WHAT YOU WILL DO
What you return must be every line below that includes the word "Basmati".
======== INFORMATION SHOWN
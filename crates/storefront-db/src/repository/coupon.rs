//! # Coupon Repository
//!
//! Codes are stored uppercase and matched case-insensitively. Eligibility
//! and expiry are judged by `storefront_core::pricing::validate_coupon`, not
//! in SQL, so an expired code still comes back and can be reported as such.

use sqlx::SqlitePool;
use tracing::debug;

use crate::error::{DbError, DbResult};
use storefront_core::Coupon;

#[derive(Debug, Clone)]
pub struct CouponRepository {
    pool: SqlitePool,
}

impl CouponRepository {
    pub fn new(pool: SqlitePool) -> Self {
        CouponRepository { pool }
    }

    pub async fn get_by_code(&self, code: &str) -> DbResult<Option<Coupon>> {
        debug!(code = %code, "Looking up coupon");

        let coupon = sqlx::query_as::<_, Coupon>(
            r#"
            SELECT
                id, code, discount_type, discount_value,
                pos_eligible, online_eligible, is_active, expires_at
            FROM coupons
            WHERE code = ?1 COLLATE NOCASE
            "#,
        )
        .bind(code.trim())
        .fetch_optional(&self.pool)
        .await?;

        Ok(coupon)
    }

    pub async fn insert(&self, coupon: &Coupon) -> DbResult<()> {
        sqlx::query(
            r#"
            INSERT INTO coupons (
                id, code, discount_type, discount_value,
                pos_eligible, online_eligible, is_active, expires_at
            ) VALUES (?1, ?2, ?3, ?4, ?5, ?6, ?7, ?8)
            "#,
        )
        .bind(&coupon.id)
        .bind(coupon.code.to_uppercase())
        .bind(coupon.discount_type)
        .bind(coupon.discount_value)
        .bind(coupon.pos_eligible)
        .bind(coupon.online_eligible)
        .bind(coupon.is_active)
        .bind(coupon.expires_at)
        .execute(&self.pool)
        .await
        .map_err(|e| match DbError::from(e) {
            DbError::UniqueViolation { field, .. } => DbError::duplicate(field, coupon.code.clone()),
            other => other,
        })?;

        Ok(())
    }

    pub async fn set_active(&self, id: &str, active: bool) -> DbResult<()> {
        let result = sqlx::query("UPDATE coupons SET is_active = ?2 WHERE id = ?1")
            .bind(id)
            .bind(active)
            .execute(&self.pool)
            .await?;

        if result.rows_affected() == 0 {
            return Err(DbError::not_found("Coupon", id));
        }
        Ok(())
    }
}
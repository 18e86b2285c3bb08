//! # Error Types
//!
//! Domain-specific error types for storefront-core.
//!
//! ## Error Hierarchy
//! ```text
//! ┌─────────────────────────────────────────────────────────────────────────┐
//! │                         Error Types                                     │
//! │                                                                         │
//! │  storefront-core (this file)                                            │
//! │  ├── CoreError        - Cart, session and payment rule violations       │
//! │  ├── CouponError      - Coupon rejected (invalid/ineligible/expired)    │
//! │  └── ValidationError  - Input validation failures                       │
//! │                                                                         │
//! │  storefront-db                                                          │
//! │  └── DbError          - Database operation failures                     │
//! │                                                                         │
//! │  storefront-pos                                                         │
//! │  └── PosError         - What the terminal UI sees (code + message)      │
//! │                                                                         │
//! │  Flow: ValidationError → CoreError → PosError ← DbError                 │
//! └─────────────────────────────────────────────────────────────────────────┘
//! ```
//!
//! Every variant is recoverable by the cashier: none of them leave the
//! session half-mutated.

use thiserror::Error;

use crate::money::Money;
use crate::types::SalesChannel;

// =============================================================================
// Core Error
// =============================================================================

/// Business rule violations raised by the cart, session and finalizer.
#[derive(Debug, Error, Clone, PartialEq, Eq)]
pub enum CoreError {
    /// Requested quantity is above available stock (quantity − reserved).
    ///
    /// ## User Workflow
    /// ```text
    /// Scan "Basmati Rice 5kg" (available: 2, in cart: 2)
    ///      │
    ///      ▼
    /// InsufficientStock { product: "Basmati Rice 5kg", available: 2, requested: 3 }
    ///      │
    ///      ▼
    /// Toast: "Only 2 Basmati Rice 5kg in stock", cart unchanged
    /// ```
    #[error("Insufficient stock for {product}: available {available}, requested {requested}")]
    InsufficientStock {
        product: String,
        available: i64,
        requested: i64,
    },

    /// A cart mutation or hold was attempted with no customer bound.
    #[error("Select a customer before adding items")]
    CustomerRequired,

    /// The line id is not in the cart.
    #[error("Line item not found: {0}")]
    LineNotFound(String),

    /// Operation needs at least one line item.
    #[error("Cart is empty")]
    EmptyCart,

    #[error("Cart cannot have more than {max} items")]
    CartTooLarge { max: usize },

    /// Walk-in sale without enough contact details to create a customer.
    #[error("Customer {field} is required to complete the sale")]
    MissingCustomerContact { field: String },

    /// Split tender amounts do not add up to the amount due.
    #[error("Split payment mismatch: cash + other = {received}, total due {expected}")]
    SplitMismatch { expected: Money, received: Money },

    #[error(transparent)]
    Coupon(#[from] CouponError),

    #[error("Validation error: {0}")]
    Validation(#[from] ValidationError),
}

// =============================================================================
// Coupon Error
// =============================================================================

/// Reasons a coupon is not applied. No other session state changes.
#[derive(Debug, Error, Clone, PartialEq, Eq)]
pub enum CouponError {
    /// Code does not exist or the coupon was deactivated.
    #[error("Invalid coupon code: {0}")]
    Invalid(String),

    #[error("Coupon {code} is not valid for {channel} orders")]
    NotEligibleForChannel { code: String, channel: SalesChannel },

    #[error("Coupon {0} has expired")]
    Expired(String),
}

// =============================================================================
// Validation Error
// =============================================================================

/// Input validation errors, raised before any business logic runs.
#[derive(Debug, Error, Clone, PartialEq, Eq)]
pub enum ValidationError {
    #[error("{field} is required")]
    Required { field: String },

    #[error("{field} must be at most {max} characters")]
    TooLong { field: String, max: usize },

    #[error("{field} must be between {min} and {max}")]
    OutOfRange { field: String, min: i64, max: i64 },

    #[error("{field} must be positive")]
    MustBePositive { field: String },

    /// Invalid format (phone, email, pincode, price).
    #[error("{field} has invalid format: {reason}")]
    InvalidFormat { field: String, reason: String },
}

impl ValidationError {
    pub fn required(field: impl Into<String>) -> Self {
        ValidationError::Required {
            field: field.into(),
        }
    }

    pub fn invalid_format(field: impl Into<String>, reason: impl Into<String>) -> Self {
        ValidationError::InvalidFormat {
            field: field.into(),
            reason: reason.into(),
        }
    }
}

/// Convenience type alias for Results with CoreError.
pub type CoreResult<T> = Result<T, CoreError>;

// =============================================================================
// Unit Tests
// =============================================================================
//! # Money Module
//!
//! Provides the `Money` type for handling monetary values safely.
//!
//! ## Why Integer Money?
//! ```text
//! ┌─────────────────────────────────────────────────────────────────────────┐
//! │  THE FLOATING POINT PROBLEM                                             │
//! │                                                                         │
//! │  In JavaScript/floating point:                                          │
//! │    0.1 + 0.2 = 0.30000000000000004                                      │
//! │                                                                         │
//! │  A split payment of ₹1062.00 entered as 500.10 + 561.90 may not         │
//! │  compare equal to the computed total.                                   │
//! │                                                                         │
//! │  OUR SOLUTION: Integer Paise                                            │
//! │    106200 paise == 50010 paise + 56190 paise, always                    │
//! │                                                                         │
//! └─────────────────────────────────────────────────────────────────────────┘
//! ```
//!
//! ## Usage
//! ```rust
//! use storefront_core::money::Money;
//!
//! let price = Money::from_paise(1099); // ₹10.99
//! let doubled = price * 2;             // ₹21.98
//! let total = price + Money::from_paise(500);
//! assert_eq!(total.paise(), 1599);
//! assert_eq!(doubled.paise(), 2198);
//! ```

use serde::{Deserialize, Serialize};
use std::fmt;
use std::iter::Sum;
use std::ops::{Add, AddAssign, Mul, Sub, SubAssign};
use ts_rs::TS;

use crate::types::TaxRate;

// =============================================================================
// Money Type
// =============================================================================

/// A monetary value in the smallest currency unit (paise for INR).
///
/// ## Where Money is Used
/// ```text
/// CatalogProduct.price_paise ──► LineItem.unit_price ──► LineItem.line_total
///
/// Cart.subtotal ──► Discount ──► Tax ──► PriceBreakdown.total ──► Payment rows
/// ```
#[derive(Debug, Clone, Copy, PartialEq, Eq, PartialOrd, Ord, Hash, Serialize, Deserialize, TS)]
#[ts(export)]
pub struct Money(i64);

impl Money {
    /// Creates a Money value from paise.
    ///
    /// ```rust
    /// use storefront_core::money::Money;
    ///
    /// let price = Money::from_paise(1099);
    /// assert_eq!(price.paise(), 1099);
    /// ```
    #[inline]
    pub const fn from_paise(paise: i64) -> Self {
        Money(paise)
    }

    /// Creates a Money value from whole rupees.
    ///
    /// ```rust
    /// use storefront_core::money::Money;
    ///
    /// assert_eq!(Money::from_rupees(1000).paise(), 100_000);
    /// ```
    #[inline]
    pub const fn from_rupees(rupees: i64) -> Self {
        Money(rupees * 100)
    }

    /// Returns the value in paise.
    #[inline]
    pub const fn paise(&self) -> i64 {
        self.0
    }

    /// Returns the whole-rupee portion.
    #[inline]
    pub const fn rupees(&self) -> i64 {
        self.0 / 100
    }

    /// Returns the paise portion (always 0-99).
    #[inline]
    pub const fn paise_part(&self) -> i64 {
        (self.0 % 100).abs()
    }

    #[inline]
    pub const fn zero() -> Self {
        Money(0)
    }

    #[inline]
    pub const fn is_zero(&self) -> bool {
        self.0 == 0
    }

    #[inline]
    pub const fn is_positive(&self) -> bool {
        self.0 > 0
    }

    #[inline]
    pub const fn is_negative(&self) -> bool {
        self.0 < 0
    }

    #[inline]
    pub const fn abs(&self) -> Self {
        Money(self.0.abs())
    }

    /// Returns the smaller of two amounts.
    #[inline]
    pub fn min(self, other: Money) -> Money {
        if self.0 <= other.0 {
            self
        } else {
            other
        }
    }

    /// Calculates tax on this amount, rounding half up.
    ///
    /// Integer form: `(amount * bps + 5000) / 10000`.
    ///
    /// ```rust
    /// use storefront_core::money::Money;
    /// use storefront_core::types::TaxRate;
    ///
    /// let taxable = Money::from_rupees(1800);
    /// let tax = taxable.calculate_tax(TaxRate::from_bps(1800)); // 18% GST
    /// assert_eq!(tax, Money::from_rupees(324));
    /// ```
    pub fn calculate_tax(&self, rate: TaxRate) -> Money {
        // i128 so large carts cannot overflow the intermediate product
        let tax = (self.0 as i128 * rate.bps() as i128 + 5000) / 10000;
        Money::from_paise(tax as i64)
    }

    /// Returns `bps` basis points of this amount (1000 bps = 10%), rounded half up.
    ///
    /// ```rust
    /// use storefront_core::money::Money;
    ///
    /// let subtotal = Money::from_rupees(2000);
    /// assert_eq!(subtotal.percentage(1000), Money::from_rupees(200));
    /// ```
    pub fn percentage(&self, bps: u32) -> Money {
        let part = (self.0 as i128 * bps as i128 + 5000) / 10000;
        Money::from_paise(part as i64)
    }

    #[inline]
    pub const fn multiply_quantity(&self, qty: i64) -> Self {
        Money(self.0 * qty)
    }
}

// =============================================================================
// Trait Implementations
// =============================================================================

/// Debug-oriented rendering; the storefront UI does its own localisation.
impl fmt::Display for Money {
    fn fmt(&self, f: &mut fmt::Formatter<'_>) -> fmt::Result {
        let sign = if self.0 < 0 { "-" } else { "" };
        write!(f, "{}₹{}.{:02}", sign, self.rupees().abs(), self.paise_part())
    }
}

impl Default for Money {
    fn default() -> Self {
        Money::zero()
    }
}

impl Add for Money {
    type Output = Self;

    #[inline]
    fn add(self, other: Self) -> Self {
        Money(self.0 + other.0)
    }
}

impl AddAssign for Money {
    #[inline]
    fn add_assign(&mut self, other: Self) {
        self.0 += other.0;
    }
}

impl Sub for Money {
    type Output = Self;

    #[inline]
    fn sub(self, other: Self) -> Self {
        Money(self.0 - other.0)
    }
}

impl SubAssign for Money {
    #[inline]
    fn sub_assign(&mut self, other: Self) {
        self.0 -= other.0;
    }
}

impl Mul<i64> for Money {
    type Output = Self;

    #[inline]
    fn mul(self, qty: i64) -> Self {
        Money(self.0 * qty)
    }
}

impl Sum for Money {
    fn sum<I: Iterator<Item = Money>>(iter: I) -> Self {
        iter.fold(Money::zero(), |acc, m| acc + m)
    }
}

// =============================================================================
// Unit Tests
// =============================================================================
================
ANSWER BOX
    /// Scan "Basmati Rice 5kg" (available: 2, in cart: 2)
    /// InsufficientStock { product: "Basmati Rice 5kg", available: 2, requested: 3 }
    /// Toast: "Only 2 Basmati Rice 5kg in stock", cart unchanged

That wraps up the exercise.